Toninho took office as Mayor of Campinas (the third largest city in the state of São Paulo, with over 1,000,000 inhabitants), on 1 January 2001. He was shot to death at 10:15 pm, 10 September 2001, as he was driving home alone from a shopping mall. The details and motives of his murder are still largely unknown As of 2026. His assassination was overshadowed by the September 11 attacks in the United States, approximately a day later.

Toninho was succeeded in office by the vice-Mayor, Izalene Tiene. He left a daughter and a widow.

==Murder investigations==
The murder took place in a poorly lit access road leading out of the mall. Witnesses in other cars only said to have seen a silver Vectra driving at high speed and heard shots. Two bullets shattered his car's windows and the last hit him on his left shoulder. Another car (a green Vectra) had been the object of a robbery attempt a few minutes before, on the same route.

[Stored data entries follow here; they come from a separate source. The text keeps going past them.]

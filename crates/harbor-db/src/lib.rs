//! # harbor-db: Database Layer for the Harbor Back Office
//!
//! SQLite access via sqlx for the settlement workflow and the store guard.
//!
//! ## Architecture Position
//! ```text
//! ┌─────────────────────────────────────────────────────────────────────────┐
//! │                        Harbor Data Flow                                 │
//! │                                                                         │
//! │  ReturnSettlementService / StoreSessionGuard (apps/backoffice)         │
//! │       │  via the adapters in backoffice::adapters                      │
//! │       ▼                                                                 │
//! │  ┌─────────────────────────────────────────────────────────────────┐   │
//! │  │                     harbor-db (THIS CRATE)                      │   │
//! │  │                                                                 │   │
//! │  │   ┌───────────────┐    ┌──────────────────┐   ┌─────────────┐  │   │
//! │  │   │   Database    │    │  Repositories    │   │ Migrations  │  │   │
//! │  │   │   (pool.rs)   │◄───│ SaleReturnRepo   │   │ (embedded)  │  │   │
//! │  │   │ SqlitePool    │    │ JournalRepo      │   │ 001_init    │  │   │
//! │  │   │               │    │ BalanceRepo      │   │             │  │   │
//! │  │   │               │    │ StoreRepo        │   │             │  │   │
//! │  │   └───────────────┘    └──────────────────┘   └─────────────┘  │   │
//! │  └─────────────────────────────────────────────────────────────────┘   │
//! │       │                                                                 │
//! │       ▼                                                                 │
//! │  SQLite file (WAL)                                                     │
//! └─────────────────────────────────────────────────────────────────────────┘
//! ```
//!
//! ## Usage
//!
//! ```rust,ignore
//! use harbor_db::{Database, DbConfig};
//!
//! let db = Database::new(DbConfig::new("harbor.db")).await?;
//! let record = db.sale_returns().find_with_sale("ret-1").await?;
//! ```

// =============================================================================
// Module Declarations
// =============================================================================

pub mod error;
pub mod migrations;
pub mod pool;
pub mod repository;

// =============================================================================
// Re-exports
// =============================================================================

pub use error::{DbError, DbResult};
pub use pool::{Database, DbConfig};

pub use repository::balance::{BalanceEntry, CustomerBalanceRepository};
pub use repository::journal::{JournalEntry, JournalRepository, PostOutcome};
pub use repository::sale_return::SaleReturnRepository;
pub use repository::store::StoreRepository;
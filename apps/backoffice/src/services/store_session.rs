//! # Store Session Guard
//!
//! Async wrapper around [`harbor_core::session`]: loads the user's store
//! access and the session state, runs the transition, and persists the new
//! state when it changed.
//!
//! ```text
//! request ──► load access + state ──► core transition ──► save (if changed)
//!                                                 │
//!                                                 ▼
//!                                   Proceed / Redirect / Acknowledged
//!                                   Rejected ──► Err(StoreAccessDenied)
//! ```

use std::sync::Arc;
use tracing::{debug, info, warn};

use harbor_core::session::{self, GuardEffect, SessionState, StoreAccess, Transition};

use crate::error::{BackofficeError, BackofficeResult};
use crate::ports::{SessionStore, StoreDirectory};

pub struct StoreSessionGuard {
    directory: Arc<dyn StoreDirectory>,
    sessions: Arc<dyn SessionStore>,
}

impl StoreSessionGuard {
    pub fn new(directory: Arc<dyn StoreDirectory>, sessions: Arc<dyn SessionStore>) -> Self {
        StoreSessionGuard {
            directory,
            sessions,
        }
    }

    /// Gate for store-scoped requests.
    ///
    /// Returns `Proceed` with the active store, or `RedirectToSelection`.
    /// A selection that is no longer valid is cleared from the session.
    pub async fn ensure_active_store(
        &self,
        user_id: &str,
        session_id: &str,
    ) -> BackofficeResult<GuardEffect> {
        let state = self.sessions.load(session_id).await?;
        if state == SessionState::NoStoreSelected {
            return Ok(GuardEffect::RedirectToSelection);
        }

        let access = self.directory.store_access(user_id).await?;
        let transition = session::ensure_active_store(&access, &state);

        if transition.state != state {
            warn!(
                user_id = %user_id,
                session_id = %session_id,
                stale_store = ?state.active_store_id(),
                "Active store no longer available, clearing selection"
            );
        }

        self.commit(session_id, &state, transition).await
    }

    /// First pick from the store selection view.
    pub async fn select_store(
        &self,
        user_id: &str,
        session_id: &str,
        store_id: &str,
    ) -> BackofficeResult<GuardEffect> {
        let (access, state) = self.load(user_id, session_id).await?;
        let transition = session::select_store(&access, store_id);
        self.finish(user_id, session_id, &state, transition).await
    }

    /// Moves an established session to another store.
    ///
    /// A refused switch leaves the current store selected.
    pub async fn switch_store(
        &self,
        user_id: &str,
        session_id: &str,
        store_id: &str,
    ) -> BackofficeResult<GuardEffect> {
        let (access, state) = self.load(user_id, session_id).await?;
        let transition = session::switch_store(&access, &state, store_id);
        self.finish(user_id, session_id, &state, transition).await
    }

    // -------------------------------------------------------------------------
    // Internals
    // -------------------------------------------------------------------------

    async fn load(
        &self,
        user_id: &str,
        session_id: &str,
    ) -> BackofficeResult<(StoreAccess, SessionState)> {
        let access = self.directory.store_access(user_id).await?;
        let state = self.sessions.load(session_id).await?;
        Ok((access, state))
    }

    /// Persists the transition, then turns a rejection into an error.
    async fn finish(
        &self,
        user_id: &str,
        session_id: &str,
        previous: &SessionState,
        transition: Transition,
    ) -> BackofficeResult<GuardEffect> {
        match self.commit(session_id, previous, transition).await? {
            GuardEffect::Rejected { store_id, reason } => {
                warn!(
                    user_id = %user_id,
                    store_id = %store_id,
                    %reason,
                    "Store selection refused"
                );
                Err(BackofficeError::StoreAccessDenied { store_id, reason })
            }
            effect => {
                if let GuardEffect::Acknowledged { store_id } = &effect {
                    info!(user_id = %user_id, store_id = %store_id, "Active store set");
                }
                Ok(effect)
            }
        }
    }

    async fn commit(
        &self,
        session_id: &str,
        previous: &SessionState,
        transition: Transition,
    ) -> BackofficeResult<GuardEffect> {
        if &transition.state != previous {
            debug!(session_id = %session_id, state = ?transition.state, "Saving session state");
            self.sessions.save(session_id, transition.state).await?;
        }
        Ok(transition.effect)
    }
}

// =============================================================================
// Unit Tests
// =============================================================================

===Local police version===
Initial investigations by the Campinas Civil Police promptly led to accusations against four local criminals. Robber Anderson Rogério Davi, or "Boca", 20, was arrested on 5 October, and he pointed to three other accomplices, and two of them (Flávio Roberto Mendes Clara, 19 and A.S.C, 17) were arrested on 10 October. According to the police, the men confessed that they were driving two motorcycles, looking for a car to rob. They overtook Toninho's car, but as he accelerated instead of stopping, Flávio would have shot him. A 38 calibre weapon found with Flávio would have been the crime weapon.

===Federal police version===
However, subsequent investigations by the Brazilian Federal Police showed that the confessions and evidence were invalid. Federal investigators instead attributed the murder to accomplices of a certain Wanderson de Paula Lima, nicknamed Andinho, who at the time was among the police's most wanted for a number of crimes. The main clue was a match between the bullets (9 mm and calibre 45) recovered from Toninho's murder scene and from the kidnapping of an 8-year-old boy in Campinas, four days after the murder.

Wanderson was arrested on 25 February 2002, in Itu. According to the police, a 9 mm pistol found in Andinho's hideout matched that used on Toninho and in the kidnapping. The police claimed that three men from Andinho's gang, driving a silver Vectra, had attempted to stop a green Vectra shortly before Toninho's murder, intending to carry out a flash kidnapping. The green Vectra was hit by calibre 45 bullets and showed silver paint streaks from an attempt by the robbers to block its path, which also smashed one of the robbers' car headlights. This detail is confirmed by a security camera from the mall that recorded a car with one headlight off. While running away from that crime, the robbers ran into the Mayor's car, and either attempted to rob it too, or were irritated because Toninho was driving at the speed limit and blocking their way.

However, the three suspects had already been killed by the police before they could be interrogated. Two of them (Valmir Conti or "Valmirzinho", 29, and Anderson José Bastos or "Alemãozinho", 22) were hiding with two other alleged members of Wanderson's gang in an apartment in Caraguatatuba. All four men died on 2 October 2001 in a shootout with a team from the Campinas Civil Police. No policemen were hurt. On 26 January 2006, two members of that team were formally indicted by São Paulo's Public Attorney for connections to Wanderson's gang.

===Political crime===
The police have always maintained that Toninho's murder was a common crime and that the criminals were not aware of the victim's identity. However, suspicions that the murder may have been targeted and may have had political motives were widespread and have increased recently. Just before his death, Toninho had started investigations on alleged overbudgeting in contracts with urban cleaning companies. Toninho said he had received death threats, but was not going to be intimidated by them. The murder of Celso Daniel, mayor of Santo André and also a PT member, a few months later (22 January 2002) also contributed to these suspicions.

Toninho's widow, Roseana, recently complained angrily against President Lula's alleged lack of interest in her husband's murder investigations.